Here’s what might be going on with your body, mental health, self-care needs, and work-life balance at 15 weeks postpartum.
While you’re probably fully healed from childbirth at this point, you might not be out of the woods with postpartum symptoms just yet. From your period to your eyesight to your complexion, you can expect things to be a little different than they were before pregnancy.
It can take anywhere from a few weeks to a year after childbirth to get your period — typically longer if you’re breastfeeding. When it does restart, your cycle might be irregular for a few months, longer or shorter than before, or involve different symptoms, such as breast tenderness, cramps, or bloating.
As many as six out of ten women develop diastasis recti while pregnant. This widening between the left and right ab muscles can make your stomach stick out slightly. While it’s not typically permanent, around 40% still have it at the six-month mark.
Postpartum vision changes are also relatively common, thanks to ongoing hormonal changes. You might experience blurriness, eye strain, or light sensitivity. Getting a prescription for contacts or glasses during pregnancy usually isn’t recommended, as vision changes are often temporary. But if you’re still having eyesight issues this week, you might want to make an appointment with your optometrist.
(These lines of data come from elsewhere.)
//! Cloud services - configuration, runtime snapshots and the local manager
//!
//! The cluster layer only needs two things from the local process supervisor:
//! start a service from a [`ServiceConfiguration`] and report how much memory
//! is reserved on this node. [`DefaultServiceManager`] keeps the bookkeeping in
//! memory; spawning the worker process is left to the supervisor behind it.

use std::collections::HashMap;
use std::sync::atomic::{AtomicU64, Ordering};
use std::sync::Arc;

use chrono::{DateTime, Utc};
use dashmap::DashMap;
use serde::{Deserialize, Serialize};
use thiserror::Error;
use tracing::{debug, info};
use uuid::Uuid;

/// Errors from the local service manager
#[derive(Error, Debug, Clone, PartialEq, Eq)]
pub enum ServiceManagerError {
    #[error("Not enough memory: requested {requested_mb} MB, {available_mb} MB available")]
    NoCapacity { requested_mb: u64, available_mb: u64 },

    #[error("Service '{0}' already exists on this node")]
    DuplicateName(String),

    #[error("Invalid service configuration: {0}")]
    InvalidConfiguration(String),
}

/// The part of a service configuration that placement looks at
#[derive(Debug, Clone, Copy, PartialEq, Eq, Serialize, Deserialize)]
pub struct ServiceResourceRequest {
    /// Requested heap memory in megabytes
    #[serde(rename = "memoryMb")]
    pub memory_mb: u64,
}

/// Configuration submitted by an administrator to create a service
#[derive(Debug, Clone, PartialEq, Serialize, Deserialize)]
pub struct ServiceConfiguration {
    /// Task the service belongs to (e.g., "lobby")
    #[serde(rename = "taskName")]
    pub task_name: String,

    /// Explicit service name; assigned as `<task>-<n>` when absent
    #[serde(default)]
    #[serde(skip_serializing_if = "Option::is_none")]
    pub name: Option<String>,

    /// Maximum heap memory in megabytes
    #[serde(rename = "maxHeapMemoryMb")]
    pub max_heap_memory_mb: u64,

    /// Groups the service joins
    #[serde(default)]
    pub groups: Vec<String>,

    /// Preferred start port
    #[serde(default)]
    #[serde(skip_serializing_if = "Option::is_none")]
    pub port: Option<u16>,

    /// Free-form properties handed to the supervisor
    #[serde(default)]
    pub properties: HashMap<String, String>,
}

impl ServiceConfiguration {
    pub fn new(task_name: impl Into<String>, max_heap_memory_mb: u64) -> Self {
        Self {
            task_name: task_name.into(),
            name: None,
            max_heap_memory_mb,
            groups: vec![],
            port: None,
            properties: HashMap::new(),
        }
    }

    /// Set an explicit service name
    pub fn with_name(mut self, name: impl Into<String>) -> Self {
        self.name = Some(name.into());
        self
    }

    /// Add a group
    pub fn with_group(mut self, group: impl Into<String>) -> Self {
        self.groups.push(group.into());
        self
    }

    pub fn resource_request(&self) -> ServiceResourceRequest {
        ServiceResourceRequest {
            memory_mb: self.max_heap_memory_mb,
        }
    }

    /// Check the configuration before it is accepted
    pub fn validate(&self) -> Result<(), ServiceManagerError> {
        if self.task_name.trim().is_empty() {
            return Err(ServiceManagerError::InvalidConfiguration(
                "task name must not be empty".to_string(),
            ));
        }
        if matches!(&self.name, Some(name) if name.trim().is_empty()) {
            return Err(ServiceManagerError::InvalidConfiguration(
                "service name must not be empty".to_string(),
            ));
        }
        Ok(())
    }
}

/// Lifecycle of a service instance
#[derive(Debug, Clone, Copy, PartialEq, Eq, Serialize, Deserialize, Default)]
pub enum ServiceLifecycle {
    /// Registered and waiting for the supervisor to start the process
    #[default]
    Prepared,
    /// Process is running
    Running,
    /// Process has stopped
    Stopped,
}

/// Description of a created service instance
#[derive(Debug, Clone, PartialEq, Serialize, Deserialize)]
pub struct ServiceInfoSnapshot {
    /// Unique id of the service
    #[serde(rename = "serviceId")]
    pub service_id: Uuid,

    /// Service name (e.g., "lobby-1")
    pub name: String,

    #[serde(rename = "taskName")]
    pub task_name: String,

    /// Node hosting the service
    #[serde(rename = "nodeId")]
    pub node_id: String,

    pub lifecycle: ServiceLifecycle,

    /// Heap memory reserved for the service in megabytes
    #[serde(rename = "memoryMb")]
    pub memory_mb: u64,

    #[serde(default)]
    pub groups: Vec<String>,

    #[serde(rename = "createdAt")]
    pub created_at: DateTime<Utc>,
}

/// Starts services on the local node
pub trait LocalServiceManager: Send + Sync {
    /// Create a service on this node
    fn start_locally(
        &self,
        configuration: &ServiceConfiguration,
    ) -> Result<ServiceInfoSnapshot, ServiceManagerError>;

    /// Memory currently reserved by local services, in megabytes
    fn reserved_memory_mb(&self) -> u64;

    /// Memory budget of this node for services, in megabytes
    fn max_memory_mb(&self) -> u64;
}

/// Shared handle to a local service manager
pub type SharedServiceManager = Arc<dyn LocalServiceManager>;

/// In-memory service bookkeeping for one node
pub struct DefaultServiceManager {
    node_id: String,
    max_memory_mb: u64,
    reserved_memory_mb: AtomicU64,
    services: DashMap<Uuid, ServiceInfoSnapshot>,
    names: DashMap<String, Uuid>,
    task_counters: DashMap<String, u32>,
}

impl DefaultServiceManager {
    pub fn new(node_id: impl Into<String>, max_memory_mb: u64) -> Self {
        Self {
            node_id: node_id.into(),
            max_memory_mb,
            reserved_memory_mb: AtomicU64::new(0),
            services: DashMap::new(),
            names: DashMap::new(),
            task_counters: DashMap::new(),
        }
    }

    /// All services created on this node
    pub fn services(&self) -> Vec<ServiceInfoSnapshot> {
        self.services.iter().map(|r| r.clone()).collect()
    }

    /// Look up a service by id
    pub fn service(&self, id: &Uuid) -> Option<ServiceInfoSnapshot> {
        self.services.get(id).map(|r| r.clone())
    }

    /// Remove a service and release its memory
    pub fn remove_service(&self, id: &Uuid) -> Option<ServiceInfoSnapshot> {
        let (_, snapshot) = self.services.remove(id)?;
        self.names.remove(&snapshot.name);
        self.reserved_memory_mb
            .fetch_sub(snapshot.memory_mb, Ordering::SeqCst);
        info!("Removed service {} from node {}", snapshot.name, self.node_id);
        Some(snapshot)
    }

    fn reserve(&self, requested_mb: u64) -> Result<(), ServiceManagerError> {
        self.reserved_memory_mb
            .fetch_update(Ordering::SeqCst, Ordering::SeqCst, |reserved| {
                reserved
                    .checked_add(requested_mb)
                    .filter(|total| *total <= self.max_memory_mb)
            })
            .map(|_| ())
            .map_err(|reserved| ServiceManagerError::NoCapacity {
                requested_mb,
                available_mb: self.max_memory_mb.saturating_sub(reserved),
            })
    }

    fn release(&self, mb: u64) {
        self.reserved_memory_mb.fetch_sub(mb, Ordering::SeqCst);
    }

    fn next_name(&self, task_name: &str) -> String {
        loop {
            let index = {
                let mut counter = self.task_counters.entry(task_name.to_string()).or_insert(0);
                *counter += 1;
                *counter
            };
            let name = format!("{}-{}", task_name, index);
            if !self.names.contains_key(&name) {
                return name;
            }
        }
    }
}

impl LocalServiceManager for DefaultServiceManager {
    fn start_locally(
        &self,
        configuration: &ServiceConfiguration,
    ) -> Result<ServiceInfoSnapshot, ServiceManagerError> {
        configuration.validate()?;
        self.reserve(configuration.max_heap_memory_mb)?;

        let service_id = Uuid::new_v4();
        let name = match &configuration.name {
            Some(name) => name.clone(),
            None => self.next_name(&configuration.task_name),
        };

        // Claim the name atomically; a concurrent start may have taken it
        match self.names.entry(name.clone()) {
            dashmap::mapref::entry::Entry::Occupied(_) => {
                self.release(configuration.max_heap_memory_mb);
                return Err(ServiceManagerError::DuplicateName(name));
            }
            dashmap::mapref::entry::Entry::Vacant(slot) => {
                slot.insert(service_id);
            }
        }

        let snapshot = ServiceInfoSnapshot {
            service_id,
            name,
            task_name: configuration.task_name.clone(),
            node_id: self.node_id.clone(),
            lifecycle: ServiceLifecycle::Prepared,
            memory_mb: configuration.max_heap_memory_mb,
            groups: configuration.groups.clone(),
            created_at: Utc::now(),
        };
        self.services.insert(service_id, snapshot.clone());

        debug!(
            "Reserved {} MB for service {} on node {}",
            snapshot.memory_mb, snapshot.name, self.node_id
        );
        info!("Created service {} on node {}", snapshot.name, self.node_id);
        Ok(snapshot)
    }

    fn reserved_memory_mb(&self) -> u64 {
        self.reserved_memory_mb.load(Ordering::SeqCst)
    }

    fn max_memory_mb(&self) -> u64 {
        self.max_memory_mb
    }
}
It’s not uncommon for skin changes to pop up in the first several months after pregnancy. You might get more pimples than usual, uneven texture, rosacea, eczema, or dark patches (hyperpigmentation). If any of these issues last longer than a few weeks, check in with a dermatologist about potential treatments.
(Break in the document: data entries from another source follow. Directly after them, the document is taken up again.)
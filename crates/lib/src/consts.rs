pub const APP_NAME: &str = "apistack";

/// Length of the truncated content hash used for templates and assets.
pub const OBJ_HASH_PREFIX_LEN: usize = 20;

/// Length of the hash suffix appended to nested logical ids.
pub const LOGICAL_ID_HASH_LEN: usize = 8;

pub const DEFAULT_STACK_NAME: &str = "InfraStack";
pub const DEFAULT_OUT_DIR: &str = "apistack.out";
pub const CONFIG_FILENAME: &str = "apistack.toml";

/// Location of the externally built function, relative to the working directory.
pub const FUNCTION_MANIFEST_PATH: &str = "../lambda/api";
pub const FUNCTION_RUNTIME: &str = "provided.al2023";
pub const FUNCTION_HANDLER: &str = "bootstrap";
pub const FUNCTION_TIMEOUT_SECS: u32 = 10;

pub const BUCKET_NAME_ENV: &str = "BUCKET_NAME";

pub const API_URL_OUTPUT: &str = "api_url";
pub const BUCKET_NAME_OUTPUT: &str = "itemsBucketName";
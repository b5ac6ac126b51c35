//! Diff computation between templates.
//!
//! Compares a freshly synthesized template against the one written by a
//! previous run and reports what a deployment would change.

use serde::Serialize;

use crate::template::Template;

/// A resource that would be created, updated, or removed.
#[derive(Debug, Clone, PartialEq, Eq, Serialize)]
pub struct ResourceChange {
  pub logical_id: String,
  pub type_name: String,
}

/// An output whose value or description would change.
#[derive(Debug, Clone, PartialEq, Serialize)]
pub struct OutputChange {
  pub logical_id: String,
  pub before: serde_json::Value,
  pub after: serde_json::Value,
}

/// Diff between a desired template and the current one.
#[derive(Debug, Default, Clone, PartialEq, Serialize)]
pub struct TemplateDiff {
  /// Resources in desired, not in current.
  pub resources_to_add: Vec<ResourceChange>,

  /// Resources in both whose definition differs.
  pub resources_to_update: Vec<ResourceChange>,

  /// Resources in current, not in desired.
  pub resources_to_remove: Vec<ResourceChange>,

  pub resources_unchanged: Vec<String>,

  pub outputs_added: Vec<String>,
  pub outputs_removed: Vec<String>,
  pub outputs_changed: Vec<OutputChange>,
}

impl TemplateDiff {
  /// Returns true if there are no changes to make.
  pub fn is_empty(&self) -> bool {
    self.resources_to_add.is_empty()
      && self.resources_to_update.is_empty()
      && self.resources_to_remove.is_empty()
      && self.outputs_added.is_empty()
      && self.outputs_removed.is_empty()
      && self.outputs_changed.is_empty()
  }

  /// Number of resource and output changes.
  pub fn change_count(&self) -> usize {
    self.resources_to_add.len()
      + self.resources_to_update.len()
      + self.resources_to_remove.len()
      + self.outputs_added.len()
      + self.outputs_removed.len()
      + self.outputs_changed.len()
  }
}

/// Compute the diff between the desired template and the current one.
///
/// `current` is `None` when the stack has never been synthesized, in which
/// case everything in `desired` is an addition.
///
/// A resource whose type changed under the same logical id is reported as an
/// update; the provisioning engine decides whether that means replacement.
pub fn compute_diff(desired: &Template, current: Option<&Template>) -> TemplateDiff {
  let mut diff = TemplateDiff::default();
  let empty = Template::default();
  let current = current.unwrap_or(&empty);

  for (id, resource) in &desired.resources {
    let change = ResourceChange {
      logical_id: id.clone(),
      type_name: resource.type_name.clone(),
    };
    match current.resources.get(id) {
      None => diff.resources_to_add.push(change),
      Some(existing) if existing != resource => diff.resources_to_update.push(change),
      Some(_) => diff.resources_unchanged.push(id.clone()),
    }
  }

  for (id, resource) in &current.resources {
    if !desired.resources.contains_key(id) {
      diff.resources_to_remove.push(ResourceChange {
        logical_id: id.clone(),
        type_name: resource.type_name.clone(),
      });
    }
  }

  diff_outputs(desired, current, &mut diff);
  diff
}

fn diff_outputs(desired: &Template, current: &Template, diff: &mut TemplateDiff) {
  let before = &current.outputs;

  for (id, output) in &desired.outputs {
    match before.get(id) {
      None => diff.outputs_added.push(id.clone()),
      Some(existing) if existing != output => diff.outputs_changed.push(OutputChange {
        logical_id: id.clone(),
        before: existing.value.clone(),
        after: output.value.clone(),
      }),
      Some(_) => {}
    }
  }

  diff.outputs_removed = before
    .keys()
    .filter(|id| !desired.outputs.contains_key(*id))
    .cloned()
    .collect();
}

#[cfg(test)]
mod tests {
  use super::*;
  use crate::template::{CfnOutput, CfnResource};
  use serde_json::json;

  fn template(resources: &[(&str, &str, serde_json::Value)], outputs: &[(&str, &str)]) -> Template {
    let mut template = Template::default();
    for (id, kind, props) in resources {
      template
        .resources
        .insert(id.to_string(), CfnResource::new(kind, props.clone()));
    }
    for (id, value) in outputs {
      template.outputs.insert(
        id.to_string(),
        CfnOutput {
          value: json!(value),
          description: None,
        },
      );
    }
    template
  }

  #[test]
  fn diff_empty_templates() {
    let diff = compute_diff(&Template::default(), None);
    assert!(diff.is_empty());
    assert_eq!(diff.change_count(), 0);
  }

  #[test]
  fn diff_first_synth_adds_everything() {
    let desired = template(
      &[
        ("Api", "AWS::ApiGatewayV2::Api", json!({})),
        ("Fn", "AWS::Lambda::Function", json!({})),
      ],
      &[("apiurl", "https://x")],
    );
    let diff = compute_diff(&desired, None);

    assert_eq!(diff.resources_to_add.len(), 2);
    assert_eq!(diff.resources_to_add[0].type_name, "AWS::ApiGatewayV2::Api");
    assert_eq!(diff.outputs_added, vec!["apiurl"]);
    assert!(diff.resources_to_remove.is_empty());
    assert_eq!(diff.change_count(), 3);
  }

  #[test]
  fn diff_no_changes() {
    let t = template(&[("Api", "AWS::ApiGatewayV2::Api", json!({}))], &[("apiurl", "https://x")]);
    let diff = compute_diff(&t, Some(&t));
    assert!(diff.is_empty());
    assert_eq!(diff.resources_unchanged, vec!["Api"]);
  }

  #[test]
  fn diff_detects_updates_and_removals() {
    let current = template(
      &[
        ("Fn", "AWS::Lambda::Function", json!({ "Timeout": 10 })),
        ("Bucket", "AWS::S3::Bucket", json!({})),
      ],
      &[("itemsBucketName", "b"), ("apiurl", "https://old")],
    );
    let desired = template(
      &[("Fn", "AWS::Lambda::Function", json!({ "Timeout": 30 }))],
      &[("apiurl", "https://new")],
    );

    let diff = compute_diff(&desired, Some(&current));

    assert_eq!(diff.resources_to_update.len(), 1);
    assert_eq!(diff.resources_to_update[0].logical_id, "Fn");
    assert_eq!(diff.resources_to_remove.len(), 1);
    assert_eq!(diff.resources_to_remove[0].type_name, "AWS::S3::Bucket");
    assert_eq!(diff.outputs_removed, vec!["itemsBucketName"]);
    assert_eq!(diff.outputs_changed.len(), 1);
    assert_eq!(diff.outputs_changed[0].before, json!("https://old"));
    assert_eq!(diff.outputs_changed[0].after, json!("https://new"));
  }
}
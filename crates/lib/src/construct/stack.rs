//! A stack: the unit of deployment and the scope resources are declared in.

use std::collections::BTreeSet;

use serde::{Deserialize, Serialize};
use tracing::debug;

use crate::error::{DeclareError, Result};
use crate::resources::{AddRoutesOptions, Bucket, BucketProps, Function, FunctionProps, HttpApi, Output, RemovalPolicy, RouteKey};
use crate::template::{Template, synthesize};
use crate::token::Value;

/// Target account and region. Neither is validated.
#[derive(Debug, Clone, Default, PartialEq, Eq, Serialize, Deserialize)]
#[serde(deny_unknown_fields)]
pub struct Environment {
  pub account: Option<String>,
  pub region: Option<String>,
}

impl Environment {
  /// `aws://<account>/<region>`, with placeholders for unknown parts.
  pub fn to_uri(&self) -> String {
    format!(
      "aws://{}/{}",
      self.account.as_deref().unwrap_or("unknown-account"),
      self.region.as_deref().unwrap_or("unknown-region")
    )
  }
}

#[derive(Debug, Clone, Default, PartialEq, Eq)]
pub struct StackProps {
  pub env: Option<Environment>,
  pub description: Option<String>,
}

// Handles index into the stack that created them; using one with a different
// stack panics.

#[derive(Debug, Clone, Copy, PartialEq, Eq, PartialOrd, Ord, Hash)]
pub struct FunctionHandle(usize);

impl FunctionHandle {
  #[cfg(test)]
  pub(crate) fn new(index: usize) -> Self {
    Self(index)
  }
}

#[derive(Debug, Clone, Copy, PartialEq, Eq, PartialOrd, Ord, Hash)]
pub struct BucketHandle(usize);

#[derive(Debug, Clone, Copy, PartialEq, Eq, PartialOrd, Ord, Hash)]
pub struct HttpApiHandle(usize);

#[derive(Debug, Clone)]
pub struct Stack {
  name: String,
  props: StackProps,
  children: BTreeSet<String>,
  functions: Vec<Function>,
  buckets: Vec<Bucket>,
  apis: Vec<HttpApi>,
  outputs: Vec<Output>,
}

impl Stack {
  pub fn new(name: &str, props: StackProps) -> Self {
    Self {
      name: name.to_string(),
      props,
      children: BTreeSet::new(),
      functions: Vec::new(),
      buckets: Vec::new(),
      apis: Vec::new(),
      outputs: Vec::new(),
    }
  }

  pub fn name(&self) -> &str {
    &self.name
  }

  pub fn props(&self) -> &StackProps {
    &self.props
  }

  pub fn environment(&self) -> Environment {
    self.props.env.clone().unwrap_or_default()
  }

  fn register_child(&mut self, id: &str) -> Result<()> {
    if id.is_empty() {
      return Err(DeclareError::EmptyConstructId);
    }
    if !self.children.insert(id.to_string()) {
      return Err(DeclareError::DuplicateConstructId {
        scope: self.name.clone(),
        id: id.to_string(),
      });
    }
    Ok(())
  }

  pub fn add_function(&mut self, id: &str, props: FunctionProps) -> Result<FunctionHandle> {
    self.register_child(id)?;
    debug!(stack = %self.name, id = %id, runtime = %props.runtime, "declared function");
    self.functions.push(Function::new(id, props));
    Ok(FunctionHandle(self.functions.len() - 1))
  }

  pub fn add_bucket(&mut self, id: &str, props: BucketProps) -> Result<BucketHandle> {
    if props.auto_delete_objects && props.removal_policy != RemovalPolicy::Destroy {
      return Err(DeclareError::AutoDeleteRequiresDestroy(id.to_string()));
    }
    self.register_child(id)?;
    debug!(stack = %self.name, id = %id, removal_policy = ?props.removal_policy, "declared bucket");
    self.buckets.push(Bucket::new(id, props));
    Ok(BucketHandle(self.buckets.len() - 1))
  }

  pub fn add_http_api(&mut self, id: &str) -> Result<HttpApiHandle> {
    self.register_child(id)?;
    debug!(stack = %self.name, id = %id, "declared http api");
    self.apis.push(HttpApi::new(id));
    Ok(HttpApiHandle(self.apis.len() - 1))
  }

  /// Bind `options.path` for each method in `options.methods` to the integration.
  pub fn add_routes(&mut self, api: HttpApiHandle, options: AddRoutesOptions) -> Result<Vec<RouteKey>> {
    // Resolve the target now so a foreign handle fails here, not at synthesis.
    let _ = self.function(options.integration.function());
    self.apis[api.0].add_routes(options)
  }

  /// Allow `grantee` to read and write objects in `bucket`.
  pub fn grant_read_write(&mut self, bucket: BucketHandle, grantee: FunctionHandle) {
    let statement = self.buckets[bucket.0].read_write_statement();
    let function = &mut self.functions[grantee.0];
    debug!(bucket = %self.buckets[bucket.0].id(), function = %function.id(), "granted read/write");
    function.role_mut().add_to_policy(statement);
  }

  pub fn add_environment(&mut self, function: FunctionHandle, key: &str, value: impl Into<Value>) {
    self.functions[function.0].add_environment(key, value.into());
  }

  pub fn add_output(&mut self, id: &str, value: Value) -> Result<()> {
    self.register_child(id)?;
    self.outputs.push(Output::new(id, value));
    Ok(())
  }

  pub fn add_output_with_description(&mut self, id: &str, value: Value, description: &str) -> Result<()> {
    self.register_child(id)?;
    self.outputs.push(Output::new(id, value).with_description(description));
    Ok(())
  }

  pub fn function(&self, handle: FunctionHandle) -> &Function {
    &self.functions[handle.0]
  }

  pub fn bucket(&self, handle: BucketHandle) -> &Bucket {
    &self.buckets[handle.0]
  }

  pub fn http_api(&self, handle: HttpApiHandle) -> &HttpApi {
    &self.apis[handle.0]
  }

  pub fn functions(&self) -> &[Function] {
    &self.functions
  }

  pub fn buckets(&self) -> &[Bucket] {
    &self.buckets
  }

  pub fn http_apis(&self) -> &[HttpApi] {
    &self.apis
  }

  pub fn outputs(&self) -> &[Output] {
    &self.outputs
  }

  pub fn output(&self, id: &str) -> Option<&Output> {
    self.outputs.iter().find(|o| o.id() == id)
  }

  pub fn synth(&self) -> Result<Template> {
    synthesize(self)
  }
}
You may also start shedding around this time. Unfortunately, there’s not much you can do about postpartum hair loss, but remember it’s completely normal and should subside in a few months.
If you’re breastfeeding, congratulations on making it 15 weeks! How’re you feeling? Even if you’re in a groove in terms of pumping and feeding positions at this stage, your baby’s nutritional needs can become overwhelming over time. If you need a little support, look for a breastfeeding support group or even just some friends and family who’ve been through it before.
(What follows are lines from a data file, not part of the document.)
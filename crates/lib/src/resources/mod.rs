//! Resource types that can be declared on a [`Stack`](crate::construct::Stack).
//!
//! Each type keeps the typed, mutable view used while the graph is declared
//! and knows how to render itself into template resources.

mod bucket;
mod function;
mod http_api;
mod iam;
mod output;

pub use bucket::{Bucket, BucketProps, READ_WRITE_ACTIONS, RemovalPolicy};
pub use function::{Function, FunctionProps};
pub use http_api::{AddRoutesOptions, HttpApi, HttpLambdaIntegration, HttpMethod, HttpRoute, RouteKey};
pub use iam::{PolicyDocument, PolicyStatement, Principal, Role, managed_policy_arn};
pub use output::Output;

pub(crate) use bucket::synthesize_auto_delete_provider;
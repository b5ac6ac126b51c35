//! Errors raised while declaring or synthesizing a stack.
//!
//! Failures that only the provisioning engine can observe (name collisions in
//! the account, permission errors, broken build artifacts) are not modeled.

use thiserror::Error;

use crate::token::TokenError;
use crate::util::hash::DirHashError;

#[derive(Debug, Error)]
pub enum DeclareError {
  #[error("construct id '{id}' already exists in scope '{scope}'")]
  DuplicateConstructId { scope: String, id: String },

  #[error("construct id must not be empty")]
  EmptyConstructId,

  #[error("route '{method} {path}' is already declared on '{api}'")]
  DuplicateRoute { api: String, method: String, path: String },

  #[error("invalid route path '{0}': must start with '/'")]
  InvalidRoutePath(String),

  #[error("add_routes on '{0}' requires at least one method")]
  NoMethods(String),

  #[error("logical id '{logical_id}' is allocated by both '{first}' and '{second}'")]
  LogicalIdCollision {
    logical_id: String,
    first: String,
    second: String,
  },

  #[error("'{source_path}' references '{logical_id}', which is not declared in stack '{stack}'")]
  UnresolvedReference {
    stack: String,
    source_path: String,
    logical_id: String,
  },

  #[error("invalid stack name '{0}': must start with a letter and contain only letters, digits and '-' (at most 128 characters)")]
  InvalidStackName(String),

  #[error("stack '{0}' already exists in the app")]
  DuplicateStack(String),

  #[error("bucket '{0}' sets auto_delete_objects without a destroy removal policy")]
  AutoDeleteRequiresDestroy(String),

  #[error("failed to hash asset for '{path}': {source}")]
  Asset {
    path: String,
    #[source]
    source: DirHashError,
  },

  #[error(transparent)]
  Token(#[from] TokenError),

  #[error("failed to serialize template: {0}")]
  Serialize(#[from] serde_json::Error),
}

pub type Result<T> = std::result::Result<T, DeclareError>;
Having said that, going longer between sessions could result in clogged milk ducts. You might be able to remedy the issue on your own by gently massaging or pumping. However, it could lead to mastitis (a breast tissue infection), so contact your provider ASAP if it doesn’t go away in a day or so.
Your mental health
Though you might be filled with joy and pride at this stage, body image issues, depression, and anxiety are also somewhat common.
Apart from weight gain, pregnancy affects everything from your skin to your hair to your hormones — and it can take time to look and feel like your old self. We realize it’s easier said than done, but try to avoid negative self-talk and comparing yourself to others.
Your body did an amazing thing growing and birthing a human, and it’s OK if you don’t return to your pre-baby size. Instead of focusing on your appearance, make physical and mental health the goal. This mindset shift is not only good for you but also your child.
Postpartum depression and anxiety
About 11% of new mothers have postpartum depression (PPD), and as many as 20% struggle with anxiety. Though they’re not exactly the same, the symptoms of these conditions often overlap. Some of the most common include intense feelings of sadness, constant worry, mood swings, appetite changes, and sleep issues. If these effects last longer than a couple of weeks, let your healthcare provider know or call the Postpartum Support International hotline.
Tending to your own needs is just as important as caring for your child. Try to prioritize self-care this week, whether it’s streaming a short yoga session, going on a brisk walk, painting your nails, or meeting up with a friend for coffee.
Going back to work can throw a wrench in things just as you’re getting into the groove of new parenthood. Balancing family with your career is no easy feat, and it can be particularly stressful with a 15-week-old.
Still, switching gears from baby duty might be a welcome change, and it can make you cherish your time together even more. Try to embrace this stage, even if it feels a bit chaotic, and go easy on yourself if you don’t tackle every last item on your to-do list.